Photo by Mike Rodman
Easy as ABC: Quality childcare matters for low-income families
For children in low to middle income families (to the left of the vertical dotted line), language scores were significantly higher among those in higher quality childcare (blue), compared to those in lower quality childcare (orange). In other words, among children who were living at or near poverty levels, those receiving higher quality childcare scored closer to national averages for language (score: 100) for children their age.
The differences in scores associated with quality of care were less marked for children in higher income families (to the right of the vertical dotted line); when children came from higher income families, it made less of a difference whether or not their early education setting was of better-than-average quality.

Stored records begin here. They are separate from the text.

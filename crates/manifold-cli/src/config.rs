use std::fs;
use std::path::Path;

use anyhow::{Context, Result};

use manifold_core::config::{validate_config, ResolverConfig};

use crate::args::Cli;

/// Resolver configuration from the optional TOML file, then the flags.
pub fn load(cli: &Cli) -> Result<ResolverConfig> {
    let mut cfg = match &cli.config {
        Some(path) => from_file(path)?,
        None => ResolverConfig::default(),
    };

    if let Some(d) = cli.max_depth {
        cfg.limits.max_depth = d;
    }
    if let Some(c) = cli.max_chars {
        cfg.limits.max_chars = c;
    }
    if let Some(f) = cli.max_files {
        cfg.limits.max_files = f;
    }

    validate_config(&cfg).context("invalid resolver configuration")?;
    Ok(cfg)
}

fn from_file(path: &Path) -> Result<ResolverConfig> {
    let raw = fs::read_to_string(path).with_context(|| format!("cannot read config {}", path.display()))?;
    toml::from_str(&raw).with_context(|| format!("invalid config {}", path.display()))
}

The researchers found a similar pattern for children’s school readiness scores. Here, the test is designed so that 10 is the average score for three-year-olds, in areas such as letter knowledge, numbers and counting, and understanding of size. For children in low to middle income families (left of the vertical dotted line), experiences in higher quality childcare (blue) were associated with significantly greater school readiness skills. Again, the differences associated with quality of care were much smaller among children from higher-income families.
The study leads to a key insight about the relationship between family resources, access to high quality childcare, and children’s start in life. In this economically and geographically diverse sample of young children, income-related differences in language and other skills are already evident by the time children are three years old. On the other hand, for families with few economic resources, higher quality childcare can start to level the playing field.
One limitation of this study is that it is very difficult to account for all of the important variables. The researchers did account for important demographics, like the sex of the child, mother’s education level, and the child’s race. However, it could be that parents who placed their children in higher quality care already had greater awareness of what to look for in a childcare setting, and were more motivated to seek out a stimulating and responsive setting for their child. That might explain why their children’s scores were higher than those who were experiencing lower quality child care environments. Nonetheless, the scope of this study, and its inclusion of diverse families from multiple regions of the U.S., adds to the validity of the findings. The report highlights the potential benefits of policies and practices that make higher quality childcare available to more families, particularly low income families – whether through childcare subsidies or vouchers, or changes in the regulation of childcare programs’ quality standards.
1 McCartney, K., Dearing, E., Taylor, B.A., & Bub, K.L. (2007). Quality child care supports the achievement of low-income children: Direct and indirect pathways through caregiving and the home environment. Journal of Applied Developmental Psychology, 28 (5-6), 411-426.
2 Quality of care was assessed during two half-day visits to the child's primary child care setting at 6, 15, 24, and 36 months. Observers rated several aspects of caregivers’ behavior, including their sensitivity to the child's non-distress expressions, stimulation of cognitive development, emotional expression directed towards the child, and intrusiveness in the child’s activity.